For me, yoga has been a constant source of challenge and comfort. I took my first yoga class in college, when I was 17. At the time, I liked the way my body felt during and after yoga. I felt drawn to the yoga postures, or asanas, which were similar to stretches and strengthening postures I had learned as an acrobatic gymnast since the age of three (modern yoga asana in the West is, in fact, based in part upon gymnastics). I didn’t really know anything about yogic philosophy, history, or spirituality. At that time, though my teachers were just college students themselves, teaching in the college’s gym, I considered them to be good instructors. Of course, the focus was on movement, core engagement, and so forth, rather than the deeper meaning of yoga, but I was perfectly happy with that.

As a 5’4”, 110-pound college freshman, I had gained weight. In high school I had starved myself from a 134-pound curvy and muscular gymnast to an 88-pound anorexic teen. I never missed a day of school. I did, however, quit the gymnastics team I had been a part of for 12 years. The last time I saw my coach, frail and unable to perform the flips or carry the weight of another person on my shoulders, he yelled at me in front of my mother for letting down my teammates. We drove away, my mom in silence and me in tears.

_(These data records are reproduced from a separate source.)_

//! Wishwall - caching relay for a wedding guest-wish wall
//!
//! Serves wish pages from a TTL cache with stale-while-revalidate
//! semantics and masks backend cold-starts with retries.

pub mod api;
pub mod cache;
pub mod client;
pub mod config;
pub mod error;
pub mod models;
pub mod retry;
pub mod tasks;

pub use api::AppState;
pub use config::Config;
pub use tasks::spawn_cleanup_task;
//! API Module
//!
//! HTTP handlers and routing for the wish relay.
//!
//! # Endpoints
//! - `GET /wishes` - Cached wish page
//! - `POST /wishes` - Submit a wish
//! - `DELETE /cache` - Clear cache entries
//! - `POST /cache/cleanup` - Sweep expired entries
//! - `GET /stats` - Get cache statistics
//! - `GET /health` - Health check endpoint

pub mod handlers;
pub mod routes;

pub use handlers::*;
pub use routes::create_router;
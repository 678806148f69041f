//! Cache Key Module
//!
//! Builds deterministic fingerprints from wish-list query parameters.

/// Prefix shared by every wish-list key.
pub const WISHES_KEY_PREFIX: &str = "wishes:";

/// Placeholder used when no venue filter is set.
const ALL_VENUES: &str = "all";

// == Key Options ==
/// Named parameters that identify one wish-list request.
#[derive(Debug, Clone, Copy, PartialEq, Eq)]
pub struct KeyOptions<'a> {
    /// Venue filter, if any
    pub venue: Option<&'a str>,
    /// Page size
    pub limit: u32,
    /// 1-based page number
    pub page: u32,
}

/// Canonical form of a venue filter: trimmed and lower-cased, `None` when
/// blank. Both the cache key and the upstream query use this form.
pub fn normalize_venue(venue: &str) -> Option<String> {
    let venue = venue.trim();
    (!venue.is_empty()).then(|| venue.to_lowercase())
}

// == Build Key ==
/// Builds the cache key for a request.
///
/// The venue goes through [`normalize_venue`] and a blank venue means
/// "all", so logically identical requests always map to the same key.
pub fn build_key(options: &KeyOptions<'_>) -> String {
    let venue = options
        .venue
        .and_then(normalize_venue)
        .unwrap_or_else(|| ALL_VENUES.to_string());

    format!(
        "{}{}:{}:{}",
        WISHES_KEY_PREFIX, venue, options.limit, options.page
    )
}

#[cfg(test)]
mod tests {
    use super::*;

    #[test]
    fn test_build_key_is_deterministic() {
        let options = KeyOptions {
            venue: Some("hue"),
            limit: 10,
            page: 1,
        };

        let first = build_key(&options);
        let second = build_key(&options);

        assert_eq!(first, second);
        assert_eq!(first, "wishes:hue:10:1");
    }

    #[test]
    fn test_build_key_normalizes_venue() {
        let a = build_key(&KeyOptions {
            venue: Some("  Hue "),
            limit: 10,
            page: 1,
        });
        let b = build_key(&KeyOptions {
            venue: Some("hue"),
            limit: 10,
            page: 1,
        });
        assert_eq!(a, b);
    }

    #[test]
    fn test_normalize_venue() {
        assert_eq!(normalize_venue(" Hội An "), Some("hội an".to_string()));
        assert_eq!(normalize_venue("HUE"), Some("hue".to_string()));
        assert_eq!(normalize_venue("   "), None);
    }

    #[test]
    fn test_build_key_blank_venue_is_all() {
        let none = build_key(&KeyOptions {
            venue: None,
            limit: 20,
            page: 3,
        });
        let blank = build_key(&KeyOptions {
            venue: Some("   "),
            limit: 20,
            page: 3,
        });

        assert_eq!(none, "wishes:all:20:3");
        assert_eq!(none, blank);
    }

    #[test]
    fn test_build_key_distinguishes_pages() {
        let p1 = build_key(&KeyOptions {
            venue: None,
            limit: 10,
            page: 1,
        });
        let p2 = build_key(&KeyOptions {
            venue: None,
            limit: 10,
            page: 2,
        });
        assert_ne!(p1, p2);
        assert!(p1.starts_with(WISHES_KEY_PREFIX));
    }
}
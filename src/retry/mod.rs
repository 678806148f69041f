//! Retry Module
//!
//! Retries transient failures of async operations with exponential
//! backoff and jitter, and reports progress to subscribed observers.
//!
//! Which failures are transient is decided by the error type through the
//! [`Retryable`] trait.

mod error;
mod executor;
mod observer;
mod policy;

pub use error::{RetryError, Retryable};
pub use executor::{execute_with_retry, RetryExecutor};
pub use observer::{ChannelObserver, RetryAttempt, RetryObserver, TracingObserver};
pub use policy::RetryConfig;
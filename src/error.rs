//! Error types for the wish relay
//!
//! Maps backend and retry failures to HTTP responses using thiserror.

use axum::{
    http::StatusCode,
    response::{IntoResponse, Response},
    Json,
};
use thiserror::Error;

use crate::client::FetchError;
use crate::models::{ErrorResponse, FieldError};
use crate::retry::RetryError;

pub const UNAVAILABLE_MESSAGE: &str = "Service is waking up, please try again in a few minutes";
pub const RATE_LIMITED_MESSAGE: &str = "Too many requests, please slow down";

// == API Error Enum ==
/// Unified error type for the relay's handlers.
#[derive(Error, Debug)]
pub enum ApiError {
    /// Malformed query or body
    #[error("Invalid request: {0}")]
    InvalidRequest(String),

    /// Field-level validation failure, local or from upstream
    #[error("Validation failed: {message}")]
    Validation {
        status: StatusCode,
        message: String,
        errors: Vec<FieldError>,
    },

    /// Upstream said 429
    #[error("Rate limited")]
    RateLimited { retry_after_secs: Option<u64> },

    /// Every retry hit a transient failure
    #[error("Upstream unavailable after {attempts} attempts")]
    Unavailable { attempts: u32 },

    /// Any other upstream failure
    #[error("Upstream error: {0}")]
    Upstream(String),

    /// The retry loop was cancelled
    #[error("Request cancelled")]
    Cancelled,
}

impl From<FetchError> for ApiError {
    fn from(err: FetchError) -> Self {
        match err {
            FetchError::RateLimited { retry_after_secs } => ApiError::RateLimited { retry_after_secs },
            FetchError::Status {
                status,
                message,
                errors,
            } if (400..500).contains(&status) => ApiError::Validation {
                status: StatusCode::from_u16(status).unwrap_or(StatusCode::BAD_REQUEST),
                message,
                errors,
            },
            FetchError::Rejected { message, errors } => ApiError::Validation {
                status: StatusCode::UNPROCESSABLE_ENTITY,
                message,
                errors,
            },
            other => ApiError::Upstream(other.to_string()),
        }
    }
}

impl From<RetryError<FetchError>> for ApiError {
    fn from(err: RetryError<FetchError>) -> Self {
        match err {
            RetryError::Exhausted { attempts, .. } => ApiError::Unavailable { attempts },
            RetryError::Rejected { source, .. } => source.into(),
            RetryError::Cancelled { .. } => ApiError::Cancelled,
        }
    }
}

// == IntoResponse Implementation ==
impl IntoResponse for ApiError {
    fn into_response(self) -> Response {
        let (status, body) = match self {
            ApiError::InvalidRequest(msg) => (StatusCode::BAD_REQUEST, ErrorResponse::new(msg)),
            ApiError::Validation {
                status,
                message,
                errors,
            } => (status, ErrorResponse::new(message).with_errors(errors)),
            ApiError::RateLimited { retry_after_secs } => (
                StatusCode::TOO_MANY_REQUESTS,
                ErrorResponse::new(RATE_LIMITED_MESSAGE).with_retry_after(retry_after_secs),
            ),
            ApiError::Unavailable { .. } => (
                StatusCode::SERVICE_UNAVAILABLE,
                ErrorResponse::new(UNAVAILABLE_MESSAGE),
            ),
            ApiError::Upstream(msg) => (StatusCode::BAD_GATEWAY, ErrorResponse::new(msg)),
            ApiError::Cancelled => (
                StatusCode::SERVICE_UNAVAILABLE,
                ErrorResponse::new("Request cancelled"),
            ),
        };

        (status, Json(body)).into_response()
    }
}

// == Result Type Alias ==
/// Convenience Result type for handlers.
pub type Result<T> = std::result::Result<T, ApiError>;
//! Backend fetch errors and their retry classification.

use thiserror::Error;

use crate::models::FieldError;
use crate::retry::Retryable;

// == Fetch Error ==
/// A failed call to the wishes backend.
#[derive(Error, Debug, Clone, PartialEq)]
pub enum FetchError {
    /// No response: connection refused, reset, DNS failure
    #[error("network error: {0}")]
    Network(String),

    /// The per-request timeout elapsed
    #[error("request timed out")]
    Timeout,

    /// HTTP 429
    #[error("rate limited by upstream")]
    RateLimited { retry_after_secs: Option<u64> },

    /// Any other non-2xx status
    #[error("upstream returned {status}: {message}")]
    Status {
        status: u16,
        message: String,
        errors: Vec<FieldError>,
    },

    /// 2xx response whose envelope reports `success: false`
    #[error("{message}")]
    Rejected {
        message: String,
        errors: Vec<FieldError>,
    },

    /// The body could not be understood
    #[error("invalid upstream response: {0}")]
    Decode(String),
}

impl FetchError {
    pub(crate) fn from_reqwest(err: reqwest::Error) -> Self {
        if err.is_timeout() {
            FetchError::Timeout
        } else if err.is_decode() {
            FetchError::Decode(err.to_string())
        } else {
            FetchError::Network(err.to_string())
        }
    }
}

impl Retryable for FetchError {
    /// Cold-start symptoms (no response, timeouts, 5xx) are transient.
    /// Every 4xx, including 429, and every malformed or refused payload is not.
    fn is_retryable(&self) -> bool {
        match self {
            FetchError::Network(_) | FetchError::Timeout => true,
            FetchError::Status { status, .. } => *status >= 500,
            FetchError::RateLimited { .. } | FetchError::Rejected { .. } | FetchError::Decode(_) => {
                false
            }
        }
    }
}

I do not remember much from 10th and 11th grade, except that my fingernails started peeling off, my hair started falling out, I lost my period for several years, and I had no friends. During this time, I got straight A’s and somehow traveled to France with my French class for 10 days; my first trip abroad. I also journaled extensively. Most of my journaling was angry and desperate. I filled journals with calorie-counting, day by day. To this day, I do not know how or why I survived. My records show that I ate under 100 calories per day for weeks at a time, and under 500 calories per day for months. I would hold my piss and strap ankle weights on under my pants to fool my mother into thinking I had gained or at least maintained my weight every time she tried to weigh me. My mother would sit in the bathroom as I showered to ensure I wasn’t vomiting. She removed my mirror from my wall. She would pull me out of school every day during lunch period to watch me eat, sitting in her minivan in the parking lot. I would hide the food under my hoodie or throw it under the van.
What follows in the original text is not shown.